Your instructions:
Set down, please, exactly the lines below that run from the line with "use crate::pending::PendingOperationRegistry;" to the line with "const CONNECT_TIMEOUT: Duration", both lines included.

Saved data entries
Segment Open
//! Publish/subscribe transport.
//!
//! [`MqttTransport`] is the seam the bridge talks to. [`RumqttTransport`]
//! owns one broker connection and a single receive task that feeds every
//! inbound publish into the [`PendingOperationRegistry`].

use async_trait::async_trait;
use parking_lot::{Mutex, RwLock};
use rumqttc::{AsyncClient, Event, EventLoop, MqttOptions, Packet, QoS};
use skillbridge_core::{BridgeError, MqttConfig, Result};
use std::sync::Arc;
use std::sync::atomic::{AtomicBool, Ordering};
use std::time::Duration;
use tokio::sync::oneshot;
use tokio::task::JoinHandle;
use tracing::{debug, error, info};

use crate::pending::PendingOperationRegistry;

/// Invoked with the failure reason when the broker connection is lost.
pub type DisconnectCallback = Arc<dyn Fn(&str) + Send + Sync>;

const CONNECT_TIMEOUT: Duration = Duration::from_secs(10);

/// Broker operations used by the bridge.
#[async_trait]
pub trait MqttTransport: Send + Sync {
    /// Publish with at-least-once delivery.
    async fn publish(&self, topic: &str, payload: Vec<u8>) -> Result<()>;

    async fn subscribe(&self, topic: &str) -> Result<()>;

    async fn unsubscribe(&self, topic: &str) -> Result<()>;

    fn is_connected(&self) -> bool;
}

/// rumqttc-backed transport.
///
/// Reconnection is never attempted internally: after a broker failure the
/// disconnect callback fires once and [`RumqttTransport::reconnect`] must be
/// called explicitly.
pub struct RumqttTransport {
    config: MqttConfig,
    registry: Arc<PendingOperationRegistry>,
    client: RwLock<Option<AsyncClient>>,
    connected: Arc<AtomicBool>,
    running: Arc<AtomicBool>,
    task: Mutex<Option<JoinHandle<()>>>,
    on_disconnect: Option<DisconnectCallback>,
}

impl RumqttTransport {
    pub fn new(config: MqttConfig, registry: Arc<PendingOperationRegistry>) -> Self {
        Self {
            config,
            registry,
            client: RwLock::new(None),
            connected: Arc::new(AtomicBool::new(false)),
            running: Arc::new(AtomicBool::new(false)),
            task: Mutex::new(None),
            on_disconnect: None,
        }
    }

    /// Register the broker-failure callback.
    pub fn with_disconnect_callback(mut self, callback: DisconnectCallback) -> Self {
        self.on_disconnect = Some(callback);
        self
    }

    pub fn config(&self) -> &MqttConfig {
        &self.config
    }

    fn options(&self) -> MqttOptions {
        let mut options =
            MqttOptions::new(&self.config.client_id, &self.config.host, self.config.port);
        options.set_keep_alive(Duration::from_secs(self.config.keep_alive_secs.max(5)));
        options.set_clean_session(true);
        if let (Some(user), Some(pass)) = (&self.config.username, &self.config.password) {
            options.set_credentials(user, pass);
        }
        options
    }

    /// Open the broker connection and start the receive task.
    ///
    /// Returns once the broker acknowledged the connection.
    pub async fn connect(&self) -> Result<()> {
        if self.running.load(Ordering::SeqCst) {
            return Ok(());
        }

        let broker = format!("{}:{}", self.config.host, self.config.port);
        let (client, eventloop) =
            AsyncClient::new(self.options(), self.config.channel_capacity.max(1));
        let (ready_tx, ready_rx) = oneshot::channel();

        self.running.store(true, Ordering::SeqCst);
        let handle = tokio::spawn(receive_loop(
            eventloop,
            broker.clone(),
            self.registry.clone(),
            self.connected.clone(),
            self.running.clone(),
            self.on_disconnect.clone(),
            ready_tx,
        ));
        *self.client.write() = Some(client);
        *self.task.lock() = Some(handle);

        let outcome = match tokio::time::timeout(CONNECT_TIMEOUT, ready_rx).await {
            Ok(Ok(Ok(()))) => Ok(()),
            Ok(Ok(Err(reason))) => Err(BridgeError::Broker(reason)),
            Ok(Err(_)) => Err(BridgeError::Broker(format!(
                "Receive task for {} ended before connecting",
                broker
            ))),
            Err(_) => Err(BridgeError::Broker(format!(
                "No connection acknowledgement from {} within {:?}",
                broker, CONNECT_TIMEOUT
            ))),
        };

        match outcome {
            Ok(()) => {
                info!("Connected to MQTT broker {}", broker);
                Ok(())
            }
            Err(e) => {
                self.stop();
                Err(e)
            }
        }
    }

    fn stop(&self) {
        self.running.store(false, Ordering::SeqCst);
        self.connected.store(false, Ordering::SeqCst);
        if let Some(handle) = self.task.lock().take() {
            handle.abort();
        }
        self.client.write().take();
    }

    /// Close the connection and stop the receive task.
    pub async fn disconnect(&self) -> Result<()> {
        // cleared first so the receive task does not report this as a failure
        self.running.store(false, Ordering::SeqCst);
        let client = self.client.read().clone();
        if let Some(client) = client {
            if let Err(e) = client.disconnect().await {
                debug!("MQTT disconnect request failed: {}", e);
            }
        }
        self.stop();
        info!("Disconnected from MQTT broker {}:{}", self.config.host, self.config.port);
        Ok(())
    }

    /// Tear down whatever is left of the old connection and connect again.
    pub async fn reconnect(&self) -> Result<()> {
        self.disconnect().await?;
        self.connect().await
    }

    fn client(&self) -> Result<AsyncClient> {
        self.client
            .read()
            .clone()
            .ok_or_else(|| BridgeError::Broker("MQTT client is not connected".to_string()))
    }
}

#[async_trait]
impl MqttTransport for RumqttTransport {
    async fn publish(&self, topic: &str, payload: Vec<u8>) -> Result<()> {
        self.client()?
            .publish(topic, QoS::AtLeastOnce, false, payload)
            .await
            .map_err(|e| BridgeError::Broker(format!("Publish to {} failed: {}", topic, e)))
    }

    async fn subscribe(&self, topic: &str) -> Result<()> {
        self.client()?
            .subscribe(topic, QoS::AtLeastOnce)
            .await
            .map_err(|e| BridgeError::Broker(format!("Subscribe to {} failed: {}", topic, e)))
    }

    async fn unsubscribe(&self, topic: &str) -> Result<()> {
        self.client()?
            .unsubscribe(topic)
            .await
            .map_err(|e| BridgeError::Broker(format!("Unsubscribe from {} failed: {}", topic, e)))
    }

    fn is_connected(&self) -> bool {
        self.connected.load(Ordering::SeqCst)
    }
}

async fn receive_loop(
    mut eventloop: EventLoop,
    broker: String,
    registry: Arc<PendingOperationRegistry>,
    connected: Arc<AtomicBool>,
    running: Arc<AtomicBool>,
    on_disconnect: Option<DisconnectCallback>,
    ready: oneshot::Sender<std::result::Result<(), String>>,
) {
    let mut ready = Some(ready);

    while running.load(Ordering::SeqCst) {
        let reason = match eventloop.poll().await {
            Ok(Event::Incoming(Packet::Publish(publish))) => {
                debug!(
                    "Received MQTT message on topic: {}, payload length: {}",
                    publish.topic,
                    publish.payload.len()
                );
                registry.handle_message(&publish.topic, &publish.payload);
                continue;
            }
            Ok(Event::Incoming(Packet::ConnAck(_))) => {
                connected.store(true, Ordering::SeqCst);
                if let Some(tx) = ready.take() {
                    let _ = tx.send(Ok(()));
                }
                continue;
            }
            Ok(Event::Incoming(Packet::Disconnect)) => "broker closed the connection".to_string(),
            Ok(_) => continue,
            Err(e) => e.to_string(),
        };

        connected.store(false, Ordering::SeqCst);
        if let Some(tx) = ready.take() {
            let _ = tx.send(Err(format!("Connection to {} failed: {}", broker, reason)));
            return;
        }
        if running.swap(false, Ordering::SeqCst) {
            error!("MQTT broker {} connection lost: {}", broker, reason);
            if let Some(callback) = &on_disconnect {
                callback(&reason);
            }
        }
        break;
    }

    connected.store(false, Ordering::SeqCst);
    info!("MQTT receive task for {} stopped", broker);
}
Segment Closed
Answer box:
use crate::pending::PendingOperationRegistry;

/// Invoked with the failure reason when the broker connection is lost.
pub type DisconnectCallback = Arc<dyn Fn(&str) + Send + Sync>;

const CONNECT_TIMEOUT: Duration = Duration::from_secs(10);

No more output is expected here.